- _THE TASK_:
Look through the data below and, wherever a line carries the word "derive", please copy that line.
--- START ---
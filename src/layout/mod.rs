//! Layout fitting and reconciliation.

mod cancel;
mod engine;
mod fit;
mod options;
mod progress;
mod validate;

pub use cancel::CancellationToken;
pub use engine::Engine;
pub use fit::{FitOutcome, FitSolver, GrowthLimit};
pub use options::{GrowthPolicy, LayoutOptions};
pub use progress::PageEvent;
pub use validate::validate;
//! Document-level reconciliation.
//!
//! Pages are independent and may be planned in parallel. Within a page,
//! blocks are visited top to bottom, then left to right, and each block's
//! growth is limited by the blocks around it: later blocks at their original
//! position, earlier blocks at their final one. A block is never revisited
//! once planned.

use rayon::prelude::*;

use crossbeam_channel::Sender;

use crate::error::{Error, Result};
use crate::fonts::{MetricsProvider, SubstitutionCache, SubstitutionResolver};
use crate::measure::{PreparedText, Segment};
use crate::model::{
    Block, BoundingBox, Document, FontCatalog, LayoutPlan, Page, PagePlan, UnresolvedConflict,
    EPSILON,
};
use crate::translation::Translations;

use super::fit::{FitOutcome, FitSolver, GrowthLimit};
use super::progress::{PageEvent, Progress};
use super::validate::validate;
use super::{CancellationToken, LayoutOptions};

/// Plans the layout of translated documents.
#[derive(Debug, Clone, Default)]
pub struct Engine {
    options: LayoutOptions,
    cancel: CancellationToken,
    progress: Progress,
}

/// State shared by every page of one job.
struct JobContext<'a> {
    catalog: &'a FontCatalog,
    translations: &'a Translations,
    cache: &'a SubstitutionCache,
    solver: FitSolver,
}

struct PageOutcome {
    plan: PagePlan,
    unresolved: Vec<UnresolvedConflict>,
}

impl Engine {
    /// Create an engine with the given options.
    pub fn new(options: LayoutOptions) -> Self {
        Self {
            options,
            ..Self::default()
        }
    }

    /// Use an existing cancellation token.
    pub fn with_cancellation(mut self, token: CancellationToken) -> Self {
        self.cancel = token;
        self
    }

    /// Send per-page progress events to `sender`.
    pub fn with_progress(mut self, sender: Sender<PageEvent>) -> Self {
        self.progress = Progress::new(Some(sender));
        self
    }

    /// Token that cancels this engine's jobs.
    pub fn cancellation_token(&self) -> CancellationToken {
        self.cancel.clone()
    }

    /// The options in use.
    pub fn options(&self) -> &LayoutOptions {
        &self.options
    }

    /// Plan the layout of `document` with `translations` applied.
    ///
    /// Inputs are validated before any page is processed. If the job is
    /// cancelled, completed pages are returned and the plan is marked
    /// cancelled.
    pub fn run(
        &self,
        document: &Document,
        catalog: &FontCatalog,
        translations: &Translations,
    ) -> Result<LayoutPlan> {
        self.options.validate()?;
        validate(document, catalog, translations)?;

        log::info!(
            "Reconciling {} pages ({} blocks)",
            document.page_count(),
            document.block_count()
        );

        let resolver = SubstitutionResolver::new(
            self.options.max_substitution_distance,
            self.options.min_substitution_confidence,
        )
        .with_overrides(self.options.font_overrides.clone());
        let cache = SubstitutionCache::new(resolver);
        let ctx = JobContext {
            catalog,
            translations,
            cache: &cache,
            solver: FitSolver::from_options(&self.options),
        };

        let outcomes = self.plan_pages(&document.pages, &ctx)?;

        let mut plan = LayoutPlan::default();
        for outcome in outcomes {
            match outcome? {
                Some(page) => {
                    plan.pages.push(page.plan);
                    plan.unresolved.extend(page.unresolved);
                }
                None => plan.cancelled = true,
            }
        }
        plan.font_mappings = cache.mappings();

        if plan.cancelled {
            log::info!(
                "Cancelled after {} of {} pages",
                plan.pages.len(),
                document.page_count()
            );
        } else {
            log::info!(
                "Planned {} pages, {} unresolved conflicts, {} substitutions",
                plan.pages.len(),
                plan.unresolved.len(),
                plan.font_mappings.len()
            );
        }

        Ok(plan)
    }

    fn plan_pages(
        &self,
        pages: &[Page],
        ctx: &JobContext<'_>,
    ) -> Result<Vec<Result<Option<PageOutcome>>>> {
        if !self.options.parallel {
            return Ok(pages.iter().map(|p| self.plan_page(p, ctx)).collect());
        }

        let run = || {
            pages
                .par_iter()
                .map(|p| self.plan_page(p, ctx))
                .collect::<Vec<_>>()
        };

        match self.options.threads {
            Some(threads) => {
                let pool = rayon::ThreadPoolBuilder::new()
                    .num_threads(threads)
                    .build()
                    .map_err(|e| Error::InvalidOptions(format!("thread pool: {}", e)))?;
                Ok(pool.install(run))
            }
            None => Ok(run()),
        }
    }

    /// Plan one page, or return `None` if cancelled before it completed.
    fn plan_page(&self, page: &Page, ctx: &JobContext<'_>) -> Result<Option<PageOutcome>> {
        if self.cancel.is_cancelled() {
            self.progress.emit(PageEvent::Skipped { page: page.number });
            return Ok(None);
        }
        self.progress.emit(PageEvent::Started { page: page.number });

        let mut order: Vec<&Block> = page.blocks.iter().collect();
        order.sort_by(|a, b| {
            a.bbox
                .y
                .total_cmp(&b.bbox.y)
                .then(a.bbox.x.total_cmp(&b.bbox.x))
                .then_with(|| a.id.cmp(&b.id))
        });

        let mut finals: Vec<BoundingBox> = Vec::with_capacity(order.len());
        let mut plans = Vec::with_capacity(order.len());
        let mut unresolved = Vec::new();

        for (index, block) in order.iter().enumerate() {
            if self.cancel.is_cancelled() {
                self.progress.emit(PageEvent::Skipped { page: page.number });
                return Ok(None);
            }

            let (text, needs_fitting) = self.prepare(block, ctx)?;
            let outcome = if !needs_fitting {
                FitOutcome {
                    plan: ctx.solver.unchanged(block, &text),
                    conflict: None,
                }
            } else if self.options.growth.allows(block.kind) {
                self.fit_among_neighbors(page, &order, &finals, index, &text, ctx)
            } else {
                ctx.solver.solve(block, &text, None)
            };

            if let Some(reason) = outcome.conflict {
                log::warn!(
                    "Page {} block {}: unresolved overflow of {:.1} ({})",
                    page.number,
                    block.id,
                    outcome.plan.overflow,
                    reason
                );
                unresolved.push(UnresolvedConflict {
                    page: page.number,
                    block_id: block.id.clone(),
                    reason,
                    overflow: outcome.plan.overflow,
                });
            }
            finals.push(outcome.plan.bbox);
            plans.push(outcome.plan);
        }

        self.progress.emit(PageEvent::Finished {
            page: page.number,
            blocks: plans.len(),
            unresolved: unresolved.len(),
        });

        Ok(Some(PageOutcome {
            plan: PagePlan {
                number: page.number,
                width: page.width,
                height: page.height,
                blocks: plans,
            },
            unresolved,
        }))
    }

    /// Solve with growth, clamping against every block the grown box would
    /// newly overlap, until the result overlaps nothing new.
    fn fit_among_neighbors(
        &self,
        page: &Page,
        order: &[&Block],
        finals: &[BoundingBox],
        index: usize,
        text: &PreparedText,
        ctx: &JobContext<'_>,
    ) -> FitOutcome {
        let block = order[index];
        let mut limit = GrowthLimit::page(page, self.options.page_margin, &block.bbox);

        loop {
            let outcome = ctx.solver.solve(block, text, Some(&limit));
            let grown = outcome.plan.bbox;
            if !grown.differs_from(&block.bbox) {
                return outcome;
            }

            let mut clamped = false;
            for (other_index, other) in order.iter().enumerate() {
                if other_index == index {
                    continue;
                }
                let obstacle = finals.get(other_index).copied().unwrap_or(other.bbox);
                // Overlaps present in the source layout are not ours to fix.
                if !grown.intersects(&obstacle) || block.bbox.intersects(&obstacle) {
                    continue;
                }
                clamped |= if obstacle.y >= block.bbox.bottom() - EPSILON {
                    limit.clamp_bottom(obstacle.y, &other.id, &block.bbox)
                } else {
                    limit.clamp_right(obstacle.x, &other.id, &block.bbox)
                };
            }

            if !clamped {
                return outcome;
            }
            log::debug!(
                "Block {}: growth clamped to bottom {:.1}, right {:.1}",
                block.id,
                limit.max_bottom,
                limit.max_right
            );
        }
    }

    /// Build the block's text with translations and substitutes applied.
    ///
    /// The flag is false when nothing differs from the source, in which case
    /// the block keeps its original layout.
    fn prepare(&self, block: &Block, ctx: &JobContext<'_>) -> Result<(PreparedText, bool)> {
        let mut needs_fitting = false;
        let mut segments = Vec::with_capacity(block.runs.len());

        for run in &block.runs {
            let text = ctx.translations.text_for(run);
            needs_fitting |= text != run.text;

            let metrics = match ctx.catalog.get(&run.font) {
                Some(font) if font.is_usable() => ctx.catalog.metrics(&run.font)?,
                _ => {
                    needs_fitting = true;
                    let mapping = ctx.cache.get_or_resolve(&run.font, ctx.catalog)?;
                    ctx.catalog.metrics(&mapping.substitute)?
                }
            };
            segments.push(Segment::new(text, metrics, run.font_size));
        }

        Ok((PreparedText::new(&segments), needs_fitting))
    }
}
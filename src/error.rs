//! Error types for relayout library.

use std::io;
use thiserror::Error;

/// Result type alias for relayout operations.
pub type Result<T> = std::result::Result<T, Error>;

/// Error types that can occur while planning a layout.
///
/// Only whole-document problems are fatal. Fitting a single block never
/// produces an error; it degrades to an overflow plan instead.
#[derive(Error, Debug)]
pub enum Error {
    /// I/O error when reading job or configuration files.
    #[error("I/O error: {0}")]
    Io(#[from] io::Error),

    /// Job or configuration file is not valid JSON for the expected shape.
    #[error("JSON error: {0}")]
    Json(#[from] serde_json::Error),

    /// The font is not in the catalog, is unavailable, or has no metrics.
    #[error("Font not found: {0}")]
    FontNotFound(String),

    /// The input document graph is malformed.
    #[error("Invalid document structure: {0}")]
    InvalidDocumentStructure(String),

    /// Break opportunities cannot be determined for a character's script.
    #[error("Unsupported script for line breaking: {0:?}")]
    UnsupportedScriptBreak(char),

    /// Engine options are out of range.
    #[error("Invalid options: {0}")]
    InvalidOptions(String),

    /// Error while serializing a plan or report.
    #[error("Rendering error: {0}")]
    Render(String),
}

impl Error {
    /// Shorthand for an `InvalidDocumentStructure` error.
    pub(crate) fn structure(reason: impl Into<String>) -> Self {
        Error::InvalidDocumentStructure(reason.into())
    }

    /// Check if this error aborts a job before any page is processed.
    pub fn is_structural(&self) -> bool {
        matches!(
            self,
            Error::InvalidDocumentStructure(_) | Error::FontNotFound(_)
        )
    }
}

#[cfg(test)]
mod tests {
    use super::*;

    #[test]
    fn test_error_display() {
        let err = Error::FontNotFound("Arial-Bold".to_string());
        assert_eq!(err.to_string(), "Font not found: Arial-Bold");

        let err = Error::UnsupportedScriptBreak('\u{E000}');
        assert!(err
            .to_string()
            .starts_with("Unsupported script for line breaking"));
    }

    #[test]
    fn test_io_error_conversion() {
        let io_err = io::Error::new(io::ErrorKind::NotFound, "file not found");
        let err: Error = io_err.into();
        assert!(matches!(err, Error::Io(_)));
        assert!(!err.is_structural());
    }

    #[test]
    fn test_structural_errors() {
        assert!(Error::structure("duplicate block id").is_structural());
        assert!(Error::FontNotFound("x".into()).is_structural());
        assert!(!Error::InvalidOptions("min_scale".into()).is_structural());
    }
}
--- END ---
- _ANSWER FOR THIS EXERCISE_:
#[derive(Debug, Clone, Default)]
#[derive(Error, Debug)]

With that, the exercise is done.